De manera que, mientras la tarde avanza y una suave brisa veraniega se levanta y hace estremecer el follaje, yo delibero. Pienso en mi padre, que es bueno a su manera, y pienso en Américo, cuyo nombre es tan poco adecuado para quién tiene sólo preocupaciones locales. Lo conocí en esta misma plaza, en una tarde feliz de carnaval. Yo tenía catorce años, él dieciocho. Esa noche bailamos en el Club; en la primera pieza se declaró y lo acepté. Pasaron muchos meses antes de que la relación fuera normal, pero él llenó mis pensamientos desde entonces; y desde entonces me consideré suya, como cosa natural y para toda la vida.

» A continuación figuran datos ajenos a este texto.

// crates/opsgate-core/src/signal.rs
// ============================================================================
// Module: Signal
// Description: The immutable input that enters the reasoning pipeline.
// Purpose: Define the Signal type and its source taxonomy.
// Dependencies: crate::{identifiers, time}, serde
// ============================================================================

//! ## Overview
//! A `Signal` is created once by a source adapter (out of scope here) and is
//! never mutated afterward; it is dropped once the pipeline completes or a
//! review decision resolves it.

use serde::Deserialize;
use serde::Serialize;

use crate::identifiers::SignalId;
use crate::time::Timestamp;

/// Where a `Signal` originated.
#[derive(Debug, Clone, Copy, PartialEq, Eq, Serialize, Deserialize)]
#[serde(rename_all = "snake_case")]
pub enum SignalSource {
    /// An inbound email message.
    Email,
    /// A chat message in a collaboration tool.
    Chat,
    /// A full spreadsheet snapshot.
    Sheet,
    /// An incremental spreadsheet change.
    SheetUpdate,
    /// A manually submitted signal.
    Manual,
}

/// An opaque attachment reference carried alongside a signal.
#[derive(Debug, Clone, PartialEq, Eq, Serialize, Deserialize)]
pub struct Attachment {
    /// Attachment file name.
    pub name: String,
    /// Attachment MIME type, if known.
    #[serde(default, skip_serializing_if = "Option::is_none")]
    pub content_type: Option<String>,
    /// Opaque locator (URL, storage key) the adapter can resolve.
    pub reference: String,
}

/// A raw, immutable input to the reasoning pipeline.
#[derive(Debug, Clone, PartialEq, Eq, Serialize, Deserialize)]
pub struct Signal {
    /// Globally unique identifier for this signal.
    pub id: SignalId,
    /// Where the signal originated.
    pub source: SignalSource,
    /// Optional subject line (email/chat thread title).
    #[serde(default, skip_serializing_if = "Option::is_none")]
    pub subject: Option<String>,
    /// Raw body text.
    pub body: String,
    /// Optional sender identity, as reported by the source.
    #[serde(default, skip_serializing_if = "Option::is_none")]
    pub sender: Option<String>,
    /// When the signal was observed by the adapter.
    pub timestamp: Timestamp,
    /// Attachments carried with the signal, if any.
    #[serde(default, skip_serializing_if = "Vec::is_empty")]
    pub attachments: Vec<Attachment>,
}

impl Signal {
    /// Returns whether `sender` is present and not in `trusted_senders`.
    ///
    /// Used by the reasoning pipeline's `requiresHumanReview` rule for
    /// spam classifications from an untrusted sender.
    #[must_use]
    pub fn is_untrusted_sender(&self, trusted_senders: &[String]) -> bool {
        match &self.sender {
            Some(sender) => !trusted_senders.iter().any(|trusted| trusted == sender),
            None => true,
        }
    }
}

#[cfg(test)]
mod tests {
    use super::Signal;
    use super::SignalSource;
    use crate::identifiers::SignalId;
    use crate::time::Timestamp;

    fn sample_signal(sender: Option<&str>) -> Signal {
        Signal {
            id: SignalId::new("e1"),
            source: SignalSource::Email,
            subject: Some("[URGENT] API Down".to_string()),
            body: "500 errors in production".to_string(),
            sender: sender.map(str::to_string),
            timestamp: Timestamp::from_unix_millis(0),
            attachments: Vec::new(),
        }
    }

    #[test]
    fn missing_sender_is_untrusted() {
        let signal = sample_signal(None);
        assert!(signal.is_untrusted_sender(&["ops@co".to_string()]));
    }

    #[test]
    fn known_sender_is_trusted() {
        let signal = sample_signal(Some("ops@co"));
        assert!(!signal.is_untrusted_sender(&["ops@co".to_string()]));
    }
}
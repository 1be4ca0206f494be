// crates/opsgate-llm/src/chat.rs
// ============================================================================
// Module: Chat Contract
// Description: Provider-agnostic request/response types for the LLM Gateway.
// Purpose: Give every provider implementation, and the gateway itself, one
//          shared vocabulary for messages, options, responses, and errors.
// Dependencies: opsgate-core, serde
// ============================================================================

use opsgate_core::TokenUsage;
use serde::Deserialize;
use serde::Serialize;

/// A message role in a chat conversation.
#[derive(Debug, Clone, Copy, PartialEq, Eq, Serialize, Deserialize)]
#[serde(rename_all = "lowercase")]
pub enum Role {
    /// System instructions.
    System,
    /// End-user content.
    User,
    /// Prior model output, replayed as context.
    Assistant,
}

/// One message in a chat request.
#[derive(Debug, Clone, Serialize, Deserialize)]
pub struct ChatMessage {
    /// Who the message is attributed to.
    pub role: Role,
    /// Message text.
    pub content: String,
}

impl ChatMessage {
    /// Builds a message with the given role and content.
    #[must_use]
    pub fn new(role: Role, content: impl Into<String>) -> Self {
        Self { role, content: content.into() }
    }
}

/// How the gateway should interpret and parse the response body.
#[derive(Debug, Clone, Copy, PartialEq, Eq, Serialize, Deserialize, Default)]
#[serde(rename_all = "snake_case")]
pub enum ResponseFormat {
    /// Plain text, returned verbatim.
    #[default]
    Text,
    /// Structured JSON; parsed, with a fallback to raw text on parse failure.
    Json,
}

/// Request-level tuning knobs, independent of any one provider.
#[derive(Debug, Clone, Serialize, Deserialize)]
pub struct ChatOptions {
    /// Model identifier, provider-specific.
    pub model: String,
    /// Sampling temperature.
    pub temperature: f32,
    /// Maximum tokens to generate.
    pub max_tokens: Option<u32>,
    /// Nucleus sampling parameter.
    pub top_p: Option<f32>,
    /// Sequences that end generation early.
    pub stop_sequences: Option<Vec<String>>,
    /// How the response body should be interpreted.
    pub response_format: ResponseFormat,
}

impl Default for ChatOptions {
    fn default() -> Self {
        Self {
            model: String::new(),
            temperature: 0.7,
            max_tokens: None,
            top_p: None,
            stop_sequences: None,
            response_format: ResponseFormat::default(),
        }
    }
}

/// Why a provider stopped generating.
#[derive(Debug, Clone, Copy, PartialEq, Eq, Serialize, Deserialize)]
#[serde(rename_all = "snake_case")]
pub enum FinishReason {
    /// The model reached a natural stop point.
    Stop,
    /// The response was truncated at the token limit.
    Length,
    /// Generation ended abnormally.
    Error,
}

/// A completed (non-streaming) chat response.
#[derive(Debug, Clone, Serialize, Deserialize)]
pub struct ChatResponse {
    /// Raw text content.
    pub content: String,
    /// Parsed JSON content, present when `response_format = json` and
    /// parsing succeeded.
    pub parsed_json: Option<serde_json::Value>,
    /// Token accounting for this call.
    pub usage: TokenUsage,
    /// Why generation stopped.
    pub finish_reason: FinishReason,
    /// The provider that served this response.
    pub provider: String,
    /// Model actually used.
    pub model: String,
    /// Round-trip latency.
    pub latency_ms: u64,
}

/// One chunk of a streaming response.
#[derive(Debug, Clone, Serialize, Deserialize)]
pub struct StreamChunk {
    /// Incremental text content, empty on the terminal chunk.
    pub content: String,
    /// Set on the final chunk.
    pub done: bool,
    /// Present only on the terminal chunk.
    pub usage: Option<TokenUsage>,
}

/// The taxonomy of errors a provider call can fail with.
#[derive(Debug, Clone, thiserror::Error)]
pub enum ProviderError {
    /// Credentials were rejected.
    #[error("authentication failed: {0}")]
    Authentication(String),
    /// The provider is rate-limiting this caller.
    #[error("rate limited: {0}")]
    RateLimit(String),
    /// The request itself was malformed.
    #[error("invalid request: {0}")]
    InvalidRequest(String),
    /// The requested model does not exist for this provider.
    #[error("model not found: {0}")]
    ModelNotFound(String),
    /// The request exceeded its deadline.
    #[error("request timed out: {0}")]
    Timeout(String),
    /// A lower-level network failure.
    #[error("network error: {0}")]
    Network(String),
    /// The provider's content filter rejected the request or response.
    #[error("content filtered: {0}")]
    ContentFilter(String),
    /// An otherwise-unclassified provider failure.
    #[error("provider error: {0}")]
    ProviderError(String),
}

impl ProviderError {
    /// Whether this error justifies another attempt against the same
    /// provider (subject to the attempt budget) rather than immediate
    /// fallthrough to the next one.
    #[must_use]
    pub fn is_retriable(&self) -> bool {
        !matches!(
            self,
            Self::Authentication(_) | Self::InvalidRequest(_) | Self::ModelNotFound(_)
        )
    }
}

#[cfg(test)]
mod tests {
    use super::*;

    #[test]
    fn non_retriable_errors_are_exactly_the_documented_three() {
        assert!(!ProviderError::Authentication("x".to_string()).is_retriable());
        assert!(!ProviderError::InvalidRequest("x".to_string()).is_retriable());
        assert!(!ProviderError::ModelNotFound("x".to_string()).is_retriable());
        assert!(ProviderError::RateLimit("x".to_string()).is_retriable());
        assert!(ProviderError::Timeout("x".to_string()).is_retriable());
        assert!(ProviderError::Network("x".to_string()).is_retriable());
        assert!(ProviderError::ContentFilter("x".to_string()).is_retriable());
        assert!(ProviderError::ProviderError("x".to_string()).is_retriable());
    }
}
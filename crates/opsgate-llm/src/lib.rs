// crates/opsgate-llm/src/lib.rs
// ============================================================================
// Crate: opsgate-llm
// Description: Token budget accounting (L5) and the multi-provider LLM
//              gateway (L7).
// ============================================================================

//! Provider-agnostic chat contract, an OpenAI-compatible HTTP
//! implementation, ordered-provider fallback with per-provider retry, and
//! per-day-per-provider token budget enforcement.

mod chat;
mod gateway;
mod provider;
mod token_budget;

pub use chat::ChatMessage;
pub use chat::ChatOptions;
pub use chat::ChatResponse;
pub use chat::FinishReason;
pub use chat::ProviderError;
pub use chat::ResponseFormat;
pub use chat::Role;
pub use chat::StreamChunk;
pub use gateway::GatewayError;
pub use gateway::LlmGateway;
pub use gateway::RetryConfig;
pub use provider::ChatProvider;
pub use provider::HttpChatProvider;
pub use provider::HttpProviderConfig;
pub use provider::ModelPricing;
pub use token_budget::BudgetCheck;
pub use token_budget::TokenBudget;
pub use token_budget::WARN_THRESHOLD_PERCENT;
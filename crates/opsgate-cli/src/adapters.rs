// crates/opsgate-cli/src/adapters.rs
// ============================================================================
// Module: Logging Platform Adapter
// Description: A PlatformAdapter that logs the action it would perform and
//              echoes its parameters back as the response payload.
// Purpose: Exercise the full router/queue dispatch path without calling out
//          to any real integration.
// Dependencies: opsgate-core, opsgate-router, async-trait, serde_json,
//               tracing
// ============================================================================

use async_trait::async_trait;
use opsgate_core::ActionParams;
use opsgate_router::PlatformAdapter;
use serde_json::json;
use serde_json::Value;
use tracing::info;

/// Stands in for a real platform integration: records the call and
/// succeeds unconditionally.
pub struct LoggingAdapter {
    platform: &'static str,
}

impl LoggingAdapter {
    /// Builds an adapter that logs dispatches under `platform`.
    #[must_use]
    pub const fn new(platform: &'static str) -> Self {
        Self { platform }
    }
}

#[async_trait]
impl PlatformAdapter for LoggingAdapter {
    async fn execute(&self, action_params: &ActionParams) -> Result<Value, String> {
        info!(platform = self.platform, action = ?action_params.kind(), "dispatched");
        Ok(json!({"platform": self.platform, "action": format!("{:?}", action_params.kind())}))
    }
}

Ahora está afluyendo gente a la plaza. Entre ellos veo algunos conocidos, que me saludan; no se acercarán, porque saben que a esta hora Américo suele encontrarse aquí conmigo. Allá viene. Con su paso firme de costumbre. Mirándome desde lejos, sonriente, con las ganas de verme y reconciliarse y abrazarme acrecidas por un mes de ausencia. Américo. Mi primero y único amor. Ya está a mi lado. Murmura un saludo cordial, me besa en la mejilla, se sienta junto a mí. Y entre las preguntas acerca de mi estadía en Montevideo deja escapar una, muy casual: "¿Y? ¿Se te pasó aquello?".

Tengo dieciocho años. Punto y aparte.